> WORK REQUEST:
From the material that follows, count the lines with the word "enum" in them. Reply with the number only.

—————

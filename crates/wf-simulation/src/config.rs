use std::time::Duration;

use serde::Serialize;

use crate::error::{SimError, SimResult};
use crate::weed::Rgb;

/// Whether positions are real-valued or kept whole.
#[derive(Debug, Clone, Copy, PartialEq, Eq, Default, Serialize)]
#[serde(rename_all = "snake_case")]
pub enum CoordinateDomain {
    /// Continuous coordinates.
    #[default]
    Real,
    /// Whole-numbered coordinates; steps are rounded before they are applied.
    Integer,
}

/// How the lateral coordinate changes each tick.
#[derive(Debug, Clone, Copy, PartialEq, Eq, Default, Serialize)]
#[serde(rename_all = "snake_case")]
pub enum DriftRule {
    /// Step up or down with equal probability.
    #[default]
    Randomized,
    /// Always step in the positive direction.
    Deterministic,
}

/// When a new weed enters the field.
#[derive(Debug, Clone, Copy, PartialEq, Default, Serialize)]
#[serde(rename_all = "snake_case")]
pub enum SpawnPolicy {
    /// Spawn exactly one weed on every tick.
    #[default]
    Always,
    /// Spawn one weed with the given probability, drawn fresh each tick.
    Probability(f64),
}

/// Which display color, if any, new weeds receive.
#[derive(Debug, Clone, Copy, PartialEq, Eq, Default, Serialize)]
#[serde(rename_all = "snake_case")]
pub enum ColorMode {
    /// A uniformly random color per weed.
    #[default]
    Random,
    /// The same color for every weed.
    Fixed(Rgb),
    /// No color tracking.
    Off,
}

/// Configuration for a simulation run.
#[derive(Debug, Clone, Serialize)]
pub struct SimConfig {
    /// RNG seed for deterministic simulation.
    pub seed: u64,
    /// Field extent along x.
    pub field_width: f64,
    /// Field extent along y. Spawn positions are drawn from `[0, field_height)`.
    pub field_height: f64,
    /// Forward advance per tick, shared by all weeds.
    pub speed: f64,
    /// Lateral drift parameter in degrees, shared by all weeds.
    pub angle: f64,
    /// Real or integer coordinates.
    pub coordinates: CoordinateDomain,
    /// Lateral update rule.
    pub drift: DriftRule,
    /// Spawn decision made at the start of every tick.
    pub spawn: SpawnPolicy,
    /// Color assignment for new weeds.
    pub color: ColorMode,
    /// Maximum event log size (oldest events dropped when exceeded). 0 = unlimited.
    pub max_events: usize,
    /// Wall-clock pause between ticks, honored by the front end.
    pub tick_interval: Duration,
}

impl Default for SimConfig {
    fn default() -> Self {
        Self {
            seed: 42,
            field_width: 5.0,
            field_height: 5.0,
            speed: 0.2,
            angle: 10.0,
            coordinates: CoordinateDomain::Real,
            drift: DriftRule::Randomized,
            spawn: SpawnPolicy::Always,
            color: ColorMode::Random,
            max_events: 0,
            tick_interval: Duration::from_millis(200),
        }
    }
}

impl SimConfig {
    /// Preset for the whole-numbered console field: 50x50 cells, one cell
    /// forward and one cell sideways per tick.
    pub fn integer() -> Self {
        Self {
            field_width: 50.0,
            field_height: 50.0,
            speed: 1.0,
            angle: 90.0,
            coordinates: CoordinateDomain::Integer,
            ..Self::default()
        }
    }

    /// Set the RNG seed for deterministic simulation.
    pub fn with_seed(mut self, seed: u64) -> Self {
        self.seed = seed;
        self
    }

    /// Set the field dimensions.
    pub fn with_field(mut self, width: f64, height: f64) -> Self {
        self.field_width = width;
        self.field_height = height;
        self
    }

    /// Set the per-tick forward advance.
    pub fn with_speed(mut self, speed: f64) -> Self {
        self.speed = speed;
        self
    }

    /// Set the lateral drift parameter in degrees.
    pub fn with_angle(mut self, angle: f64) -> Self {
        self.angle = angle;
        self
    }

    /// Set the coordinate domain.
    pub fn with_coordinates(mut self, domain: CoordinateDomain) -> Self {
        self.coordinates = domain;
        self
    }

    /// Set the lateral drift rule.
    pub fn with_drift(mut self, rule: DriftRule) -> Self {
        self.drift = rule;
        self
    }

    /// Set the spawn policy.
    pub fn with_spawn(mut self, policy: SpawnPolicy) -> Self {
        self.spawn = policy;
        self
    }

    /// Set the color mode.
    pub fn with_color(mut self, color: ColorMode) -> Self {
        self.color = color;
        self
    }

    /// Set the maximum event log size (0 = unlimited).
    pub fn with_max_events(mut self, max: usize) -> Self {
        self.max_events = max;
        self
    }

    /// Set the wall-clock pause between ticks.
    pub fn with_tick_interval(mut self, interval: Duration) -> Self {
        self.tick_interval = interval;
        self
    }

    /// Check that every parameter lies in the domain the engine supports.
    pub fn validate(&self) -> SimResult<()> {
        if !(self.field_width.is_finite() && self.field_width > 0.0) {
            return Err(invalid("field_width", "must be a positive finite number"));
        }
        if !(self.field_height.is_finite() && self.field_height > 0.0) {
            return Err(invalid("field_height", "must be a positive finite number"));
        }
        if !(self.speed.is_finite() && self.speed >= 0.0) {
            return Err(invalid("speed", "must be a non-negative finite number"));
        }
        if !self.angle.is_finite() {
            return Err(invalid("angle", "must be a finite number"));
        }
        if let SpawnPolicy::Probability(p) = self.spawn
            && !(0.0..=1.0).contains(&p)
        {
            return Err(invalid("spawn", "probability must lie in [0, 1]"));
        }
        if self.coordinates == CoordinateDomain::Integer {
            if self.speed.fract() != 0.0 {
                return Err(invalid("speed", "must be whole in the integer domain"));
            }
            let step = self.speed * self.angle / 90.0;
            if (step - step.round()).abs() > WHOLE_STEP_TOLERANCE {
                return Err(invalid(
                    "angle",
                    "speed * angle / 90 must be whole in the integer domain",
                ));
            }
            if self.field_height < 1.0 {
                return Err(invalid("field_height", "must be at least 1 in the integer domain"));
            }
        }
        Ok(())
    }
}

// Absorbs float noise in products such as 3 * 30 / 90.
const WHOLE_STEP_TOLERANCE: f64 = 1e-9;

fn invalid(field: &'static str, reason: &str) -> SimError {
    SimError::InvalidConfig {
        field,
        reason: reason.to_string(),
    }
}

#[cfg(test)]
mod tests {
    use super::*;

    #[test]
    fn config_default_values() {
        let config = SimConfig::default();
        assert_eq!(config.seed, 42);
        assert!((config.field_width - 5.0).abs() < f64::EPSILON);
        assert!((config.field_height - 5.0).abs() < f64::EPSILON);
        assert!((config.speed - 0.2).abs() < f64::EPSILON);
        assert!((config.angle - 10.0).abs() < f64::EPSILON);
        assert_eq!(config.spawn, SpawnPolicy::Always);
        assert_eq!(config.drift, DriftRule::Randomized);
        assert_eq!(config.max_events, 0);
        assert_eq!(config.tick_interval, Duration::from_millis(200));
        assert!(config.validate().is_ok());
    }

    #[test]
    fn config_builder_chain() {
        let config = SimConfig::default()
            .with_seed(123)
            .with_field(8.0, 3.0)
            .with_speed(0.5)
            .with_angle(30.0)
            .with_drift(DriftRule::Deterministic)
            .with_spawn(SpawnPolicy::Probability(0.3))
            .with_color(ColorMode::Off)
            .with_max_events(500);
        assert_eq!(config.seed, 123);
        assert!((config.field_width - 8.0).abs() < f64::EPSILON);
        assert!((config.field_height - 3.0).abs() < f64::EPSILON);
        assert!((config.speed - 0.5).abs() < f64::EPSILON);
        assert_eq!(config.drift, DriftRule::Deterministic);
        assert_eq!(config.spawn, SpawnPolicy::Probability(0.3));
        assert_eq!(config.color, ColorMode::Off);
        assert_eq!(config.max_events, 500);
        assert!(config.validate().is_ok());
    }

    #[test]
    fn integer_preset_is_valid() {
        let config = SimConfig::integer();
        assert_eq!(config.coordinates, CoordinateDomain::Integer);
        assert!(config.validate().is_ok());
    }

    #[test]
    fn rejects_bad_dimensions() {
        let err = SimConfig::default().with_field(0.0, 5.0).validate().unwrap_err();
        assert!(matches!(err, SimError::InvalidConfig { field: "field_width", .. }));

        let err = SimConfig::default()
            .with_field(5.0, f64::NAN)
            .validate()
            .unwrap_err();
        assert!(matches!(err, SimError::InvalidConfig { field: "field_height", .. }));
    }

    #[test]
    fn rejects_negative_speed() {
        let err = SimConfig::default().with_speed(-0.1).validate().unwrap_err();
        assert!(matches!(err, SimError::InvalidConfig { field: "speed", .. }));
    }

    #[test]
    fn rejects_probability_out_of_range() {
        for p in [-0.1, 1.5, f64::NAN] {
            let err = SimConfig::default()
                .with_spawn(SpawnPolicy::Probability(p))
                .validate()
                .unwrap_err();
            assert!(matches!(err, SimError::InvalidConfig { field: "spawn", .. }));
        }
    }

    #[test]
    fn integer_domain_requires_whole_speed() {
        let err = SimConfig::integer().with_speed(0.5).validate().unwrap_err();
        assert!(matches!(err, SimError::InvalidConfig { field: "speed", .. }));
    }

    #[test]
    fn integer_domain_requires_whole_lateral_step() {
        // 1 * 10 / 90 would round to a zero step.
        let err = SimConfig::integer().with_angle(10.0).validate().unwrap_err();
        assert!(matches!(err, SimError::InvalidConfig { field: "angle", .. }));

        let err = SimConfig::integer()
            .with_speed(2.0)
            .with_angle(30.0)
            .validate()
            .unwrap_err();
        assert!(matches!(err, SimError::InvalidConfig { field: "angle", .. }));

        for (speed, angle) in [(3.0, 30.0), (2.0, 45.0), (1.0, 0.0), (1.0, -90.0)] {
            let config = SimConfig::integer().with_speed(speed).with_angle(angle);
            assert!(config.validate().is_ok(), "speed {speed} angle {angle}");
        }
    }
}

—————

> WRITTEN REPLY:
4